- Task goal
For the records below, count the lines containing the word "updatedTask" and reply with the number alone.

- Data for this exercise
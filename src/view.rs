//! List presentation: search filtering, status ordering and empty states.
//!
//! These are pure functions of (tasks, query) so the list can be recomputed
//! on every render.

use crate::task::Task;

/// Tasks whose title contains `query`, ignoring case and surrounding whitespace.
///
/// A blank query keeps every task in its original order.
pub fn filter_by_query<'a>(tasks: &'a [Task], query: &str) -> Vec<&'a Task> {
    let query = query.trim();
    if query.is_empty() {
        return tasks.iter().collect();
    }
    let needle = query.to_lowercase();
    tasks
        .iter()
        .filter(|t| t.title.to_lowercase().contains(&needle))
        .collect()
}

/// Pending tasks before completed ones, each group keeping its input order.
pub fn order_by_status(mut tasks: Vec<&Task>) -> Vec<&Task> {
    // `sort_by_key` is stable.
    tasks.sort_by_key(|t| t.status.rank());
    tasks
}

/// The tasks the list shows for `query`.
pub fn visible_tasks<'a>(tasks: &'a [Task], query: &str) -> Vec<&'a Task> {
    order_by_status(filter_by_query(tasks, query))
}

/// What the list says when there is nothing to show.
#[derive(Debug, Clone, Copy, PartialEq, Eq)]
pub enum EmptyState {
    /// A search is active and matched nothing.
    NoMatches,
    /// There are no tasks at all.
    NoTasks,
}

impl EmptyState {
    pub fn message(self) -> &'static str {
        match self {
            EmptyState::NoMatches => "No tasks match your search.",
            EmptyState::NoTasks => "No tasks yet.",
        }
    }
}

/// Pick the empty-state message, if any.
pub fn empty_state(total: usize, query: &str, visible: usize) -> Option<EmptyState> {
    if !query.trim().is_empty() && visible == 0 {
        Some(EmptyState::NoMatches)
    } else if total == 0 {
        Some(EmptyState::NoTasks)
    } else {
        None
    }
}

/// Print tasks as a plain-text table.
pub fn print_table(tasks: &[&Task]) {
    println!("{:<16} {:<10} {:<32} {}", "ID", "Status", "Title", "Description");
    for t in tasks {
        println!(
            "{:<16} {:<10} {:<32} {}",
            truncate(&t.id, 16),
            t.status,
            truncate(&t.title, 32),
            t.description
        );
    }
}

/// Truncate a string to a maximum width, adding ellipsis if needed.
pub fn truncate(s: &str, width: usize) -> String {
    if s.chars().count() <= width {
        s.to_string()
    } else {
        let mut out: String = s.chars().take(width.saturating_sub(1)).collect();
        out.push('…');
        out
    }
}

#[cfg(test)]
mod tests {
    use pretty_assertions::assert_eq;
    use rstest::rstest;

    use super::*;
    use crate::fields::TaskStatus::{Completed, Pending};
    use crate::seed::seed_tasks;
    use crate::task::test_support::task;

    fn ids(tasks: &[&Task]) -> Vec<String> {
        tasks.iter().map(|t| t.id.clone()).collect()
    }

    #[rstest]
    #[case("")]
    #[case("   ")]
    #[case("\t\n")]
    fn blank_query_returns_everything_in_order(#[case] query: &str) {
        let tasks = seed_tasks();
        let filtered = filter_by_query(&tasks, query);
        assert_eq!(filtered.len(), tasks.len());
        assert!(filtered.iter().zip(&tasks).all(|(a, b)| *a == b));
    }

    #[test]
    fn query_matches_case_insensitively() {
        let tasks = vec![task("1", "Review weekly goals", Pending)];
        assert_eq!(ids(&filter_by_query(&tasks, "REVIEW")), vec!["1"]);
        assert_eq!(ids(&filter_by_query(&tasks, "  weekly ")), vec!["1"]);
        assert!(filter_by_query(&tasks, "monthly").is_empty());
    }

    #[test]
    fn query_only_searches_titles() {
        let tasks = seed_tasks();
        // "priorities" only appears in task-001's description.
        assert!(filter_by_query(&tasks, "priorities").is_empty());
    }

    #[test]
    fn filtering_preserves_relative_order() {
        let tasks = seed_tasks();
        assert_eq!(
            ids(&filter_by_query(&tasks, "e")),
            ids(&tasks.iter().filter(|t| t.title.to_lowercase().contains('e')).collect::<Vec<_>>())
        );
        assert_eq!(ids(&filter_by_query(&tasks, "notes")), vec!["task-004", "task-006"]);
    }

    #[test]
    fn order_is_a_stable_partition() {
        let tasks = vec![
            task("P1", "p1", Pending),
            task("C1", "c1", Completed),
            task("P2", "p2", Pending),
        ];
        assert_eq!(ids(&order_by_status(tasks.iter().collect())), vec!["P1", "P2", "C1"]);
    }

    #[test]
    fn seeded_view_lists_pending_first() {
        let tasks = seed_tasks();
        assert_eq!(
            ids(&visible_tasks(&tasks, "")),
            vec!["task-001", "task-003", "task-005", "task-002", "task-004", "task-006"]
        );
    }

    #[rstest]
    #[case::search_without_matches(6, "zzz", 0, Some(EmptyState::NoMatches))]
    #[case::search_on_empty_list(0, "zzz", 0, Some(EmptyState::NoMatches))]
    #[case::no_tasks(0, "", 0, Some(EmptyState::NoTasks))]
    #[case::blank_query_no_tasks(0, "  ", 0, Some(EmptyState::NoTasks))]
    #[case::search_with_matches(6, "review", 1, None)]
    #[case::plain_list(6, "", 6, None)]
    fn empty_state_selection(
        #[case] total: usize,
        #[case] query: &str,
        #[case] visible: usize,
        #[case] expected: Option<EmptyState>,
    ) {
        assert_eq!(empty_state(total, query, visible), expected);
    }

    #[test]
    fn truncate_adds_ellipsis() {
        assert_eq!(truncate("short", 10), "short");
        assert_eq!(truncate("exactly10!", 10), "exactly10!");
        assert_eq!(truncate("this is too long", 8), "this is…");
    }
}
//! Command implementations for the CLI interface.

use clap::{CommandFactory, Subcommand};
use clap_complete::{generate, Shell};

use crate::cli::Cli;
use crate::store::TaskStore;
use crate::tui::enums::ListMode;
use crate::tui::run::run_tui;
use crate::view::{empty_state, print_table, visible_tasks};

#[derive(Subcommand)]
pub enum Commands {
    /// Launch the interactive UI (default).
    Ui {
        /// Browse and search only; adding, editing, toggling and deleting are disabled.
        #[arg(long)]
        read_only: bool,
    },

    /// Print the task list, pending tasks first.
    List {
        /// Only show tasks whose title contains this text (case-insensitive).
        #[arg(long)]
        query: Option<String>,
    },

    /// Generate shell completion scripts.
    Completions {
        /// Shell type.
        #[arg(value_enum)]
        shell: Shell,
    },
}

/// Run the terminal UI.
pub fn cmd_ui(read_only: bool) -> std::io::Result<()> {
    let mode = if read_only {
        ListMode::ReadOnly
    } else {
        ListMode::Interactive
    };
    tracing::info!(?mode, "starting ui");
    run_tui(mode)
}

/// Print the seeded task list through the same view the UI uses.
pub fn cmd_list(query: Option<String>) {
    let store = TaskStore::seeded();
    let query = query.unwrap_or_default();
    let tasks = visible_tasks(store.tasks(), &query);
    match empty_state(store.len(), &query, tasks.len()) {
        Some(empty) => println!("{}", empty.message()),
        None => print_table(&tasks),
    }
}

/// Print completions for `shell` to stdout.
pub fn cmd_completions(shell: Shell) {
    let mut cmd = Cli::command();
    generate(shell, &mut cmd, "taskpad", &mut std::io::stdout());
}
//! Layout helpers.

use ratatui::layout::{Constraint, Direction, Layout, Rect};

/// A rectangle of `percent_x` by `percent_y` centered in `r`.
pub fn centered_rect(percent_x: u16, percent_y: u16, r: Rect) -> Rect {
    let vertical = Layout::default()
        .direction(Direction::Vertical)
        .constraints([
            Constraint::Percentage((100 - percent_y) / 2),
            Constraint::Percentage(percent_y),
            Constraint::Percentage((100 - percent_y) / 2),
        ])
        .split(r);

    Layout::default()
        .direction(Direction::Horizontal)
        .constraints([
            Constraint::Percentage((100 - percent_x) / 2),
            Constraint::Percentage(percent_x),
            Constraint::Percentage((100 - percent_x) / 2),
        ])
        .split(vertical[1])[1]
}

#[cfg(test)]
mod tests {
    use super::*;

    #[test]
    fn centered_rect_stays_inside() {
        let outer = Rect::new(0, 0, 100, 50);
        let inner = centered_rect(50, 20, outer);
        assert_eq!(inner.width, 50);
        assert_eq!(inner.height, 10);
        assert_eq!(inner.x, 25);
        assert_eq!(inner.y, 20);
    }
}
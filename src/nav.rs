//! Screen-to-screen task hand-off.
//!
//! Form screens produce a typed [`TaskEvent`]. Crossing a screen transition,
//! the event travels as a named string parameter; the list screen takes the
//! parameters back out, decodes them through the codec and applies the
//! events to its store. Taking a parameter removes it, so a second render
//! never applies the same event twice.

use std::collections::BTreeMap;

use crate::error::{EditError, ParamError};
use crate::params::{decode, encode, ParamValue};
use crate::task::Task;

/// Parameter carrying a freshly created task back to the list.
pub const NEW_TASK: &str = "newTask";
/// Parameter carrying an edited task back to the list.
pub const UPDATED_TASK: &str = "updatedTask";
/// Id of the task the edit screen was opened for.
pub const TASK_ID: &str = "taskId";
/// Current value of the task the edit screen was opened for.
pub const TASK: &str = "task";

/// Named parameters attached to a navigation.
#[derive(Debug, Clone, Default, PartialEq, Eq)]
pub struct Params {
    values: BTreeMap<String, ParamValue>,
}

impl Params {
    pub fn new() -> Self {
        Self::default()
    }

    pub fn set(&mut self, name: &str, value: impl Into<ParamValue>) {
        self.values.insert(name.to_string(), value.into());
    }

    pub fn with(mut self, name: &str, value: impl Into<ParamValue>) -> Self {
        self.set(name, value);
        self
    }

    pub fn get(&self, name: &str) -> Option<&ParamValue> {
        self.values.get(name)
    }

    /// Remove and return a parameter.
    pub fn take(&mut self, name: &str) -> Option<ParamValue> {
        self.values.remove(name)
    }

    pub fn is_empty(&self) -> bool {
        self.values.is_empty()
    }
}

/// A change produced by the new-task or edit screen.
#[derive(Debug, Clone, PartialEq, Eq)]
pub enum TaskEvent {
    Created(Task),
    Updated(Task),
}

impl TaskEvent {
    pub fn task(&self) -> &Task {
        match self {
            TaskEvent::Created(task) | TaskEvent::Updated(task) => task,
        }
    }

    /// Name of the parameter this event travels under.
    pub fn param_name(&self) -> &'static str {
        match self {
            TaskEvent::Created(_) => NEW_TASK,
            TaskEvent::Updated(_) => UPDATED_TASK,
        }
    }

    /// Encode the event as the parameters for navigating back to the list.
    pub fn into_params(self) -> Result<Params, ParamError> {
        let encoded = encode(self.task())?;
        Ok(Params::new().with(self.param_name(), encoded))
    }
}

/// Consume `newTask` and `updatedTask`, returning the events that decoded.
///
/// Both parameters are cleared whether or not they were valid.
pub fn take_list_events(params: &mut Params) -> Vec<TaskEvent> {
    let mut events = Vec::new();
    if let Some(raw) = params.take(NEW_TASK) {
        match decode(Some(&raw)) {
            Some(task) => events.push(TaskEvent::Created(task)),
            None => tracing::debug!(param = NEW_TASK, "ignoring invalid task parameter"),
        }
    }
    if let Some(raw) = params.take(UPDATED_TASK) {
        match decode(Some(&raw)) {
            Some(task) => events.push(TaskEvent::Updated(task)),
            None => tracing::debug!(param = UPDATED_TASK, "ignoring invalid task parameter"),
        }
    }
    events
}

/// Parameters for opening the edit screen on `task`.
pub fn edit_params(task: &Task) -> Result<Params, ParamError> {
    Ok(Params::new()
        .with(TASK_ID, task.id.as_str())
        .with(TASK, encode(task)?))
}

/// Resolve the task the edit screen should show.
///
/// The decoded task must carry the requested id; otherwise the screen shows
/// its not-found state instead of editing some other task.
pub fn resolve_edit_target(params: &Params) -> Result<Task, EditError> {
    let task_id = params
        .get(TASK_ID)
        .and_then(ParamValue::first)
        .filter(|id| !id.is_empty())
        .ok_or(EditError::NotFound)?;
    let task = decode(params.get(TASK)).ok_or(EditError::NotFound)?;
    if task.id != task_id {
        tracing::debug!(requested = task_id, received = %task.id, "edit target id mismatch");
        return Err(EditError::NotFound);
    }
    Ok(task)
}

#[cfg(test)]
mod tests {
    use pretty_assertions::assert_eq;

    use super::*;
    use crate::fields::TaskStatus;
    use crate::task::test_support::task;

    #[test]
    fn created_event_round_trips_through_params() {
        let t = task("1720000000000", "Buy milk", TaskStatus::Pending);
        let mut params = TaskEvent::Created(t.clone()).into_params().unwrap();
        assert!(params.get(NEW_TASK).is_some());
        assert!(params.get(UPDATED_TASK).is_none());

        let events = take_list_events(&mut params);
        assert_eq!(events, vec![TaskEvent::Created(t)]);
        assert!(params.is_empty());
    }

    #[test]
    fn updated_event_uses_its_own_parameter() {
        let t = task("task-003", "Edited", TaskStatus::Completed);
        let mut params = TaskEvent::Updated(t.clone()).into_params().unwrap();
        assert!(params.get(UPDATED_TASK).is_some());
        assert_eq!(take_list_events(&mut params), vec![TaskEvent::Updated(t)]);
    }

    #[test]
    fn taking_events_twice_applies_nothing_the_second_time() {
        let t = task("a", "A", TaskStatus::Pending);
        let mut params = TaskEvent::Created(t).into_params().unwrap();
        assert_eq!(take_list_events(&mut params).len(), 1);
        assert!(take_list_events(&mut params).is_empty());
    }

    #[test]
    fn malformed_parameters_are_cleared_and_dropped() {
        let mut params = Params::new()
            .with(NEW_TASK, "{broken")
            .with(UPDATED_TASK, r#"{"id":"a"}"#);
        assert!(take_list_events(&mut params).is_empty());
        assert!(params.get(NEW_TASK).is_none());
        assert!(params.get(UPDATED_TASK).is_none());
    }

    #[test]
    fn edit_target_resolves_when_ids_match() {
        let t = task("task-001", "Review weekly goals", TaskStatus::Pending);
        let params = edit_params(&t).unwrap();
        assert_eq!(resolve_edit_target(&params), Ok(t));
    }

    #[test]
    fn edit_target_with_mismatched_id_is_not_found() {
        let other = task("task-002", "Write project brief", TaskStatus::Completed);
        let params = Params::new()
            .with(TASK_ID, "task-001")
            .with(TASK, encode(&other).unwrap());
        assert_eq!(resolve_edit_target(&params), Err(EditError::NotFound));
    }

    #[test]
    fn edit_target_uses_first_id_when_repeated() {
        let t = task("task-001", "Review", TaskStatus::Pending);
        let params = Params::new()
            .with(TASK_ID, vec!["task-001".to_string(), "task-002".to_string()])
            .with(TASK, encode(&t).unwrap());
        assert_eq!(resolve_edit_target(&params), Ok(t));
    }

    #[test]
    fn edit_target_missing_pieces_are_not_found() {
        let t = task("task-001", "Review", TaskStatus::Pending);
        let no_id = Params::new().with(TASK, encode(&t).unwrap());
        assert_eq!(resolve_edit_target(&no_id), Err(EditError::NotFound));

        let no_task = Params::new().with(TASK_ID, "task-001");
        assert_eq!(resolve_edit_target(&no_task), Err(EditError::NotFound));

        let bad_task = Params::new().with(TASK_ID, "task-001").with(TASK, "nope");
        assert_eq!(resolve_edit_target(&bad_task), Err(EditError::NotFound));
    }
}
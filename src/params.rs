//! Task parameter codec.
//!
//! Tasks cross screen transitions as JSON strings. `decode` is the only way a
//! record from the navigation layer reaches the store: anything that fails to
//! parse or validate is treated as absent.

use serde_json::Value;

use crate::error::ParamError;
use crate::task::Task;

/// A raw navigation parameter. The same name may be given more than once.
#[derive(Debug, Clone, PartialEq, Eq)]
pub enum ParamValue {
    Single(String),
    Multiple(Vec<String>),
}

impl ParamValue {
    /// The value that counts: the string itself, or the first of several.
    pub fn first(&self) -> Option<&str> {
        match self {
            ParamValue::Single(s) => Some(s.as_str()),
            ParamValue::Multiple(values) => values.first().map(String::as_str),
        }
    }
}

impl From<String> for ParamValue {
    fn from(value: String) -> Self {
        ParamValue::Single(value)
    }
}

impl From<&str> for ParamValue {
    fn from(value: &str) -> Self {
        ParamValue::Single(value.to_string())
    }
}

impl From<Vec<String>> for ParamValue {
    fn from(values: Vec<String>) -> Self {
        ParamValue::Multiple(values)
    }
}

/// Serialize a task to its transport string.
pub fn encode(task: &Task) -> Result<String, ParamError> {
    serde_json::to_string(task).map_err(ParamError::Encode)
}

/// Decode and validate a task parameter, reporting why it was rejected.
pub fn try_decode(value: Option<&ParamValue>) -> Result<Task, ParamError> {
    let raw = value
        .and_then(ParamValue::first)
        .filter(|s| !s.is_empty())
        .ok_or(ParamError::Absent)?;

    let parsed: Value = serde_json::from_str(raw).map_err(ParamError::Malformed)?;
    if !parsed.is_object() {
        return Err(ParamError::NotAnObject);
    }

    let task: Task = serde_json::from_value(parsed).map_err(ParamError::InvalidTask)?;
    if task.updated_at < task.created_at {
        return Err(ParamError::TimestampOrder {
            id: task.id,
            created_at: task.created_at,
            updated_at: task.updated_at,
        });
    }
    Ok(task)
}

/// Decode a task parameter. Absent or invalid input yields `None`.
pub fn decode(value: Option<&ParamValue>) -> Option<Task> {
    match try_decode(value) {
        Ok(task) => Some(task),
        Err(ParamError::Absent) => None,
        Err(e) => {
            tracing::debug!(error = %e, "discarding task parameter");
            None
        }
    }
}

- Result
2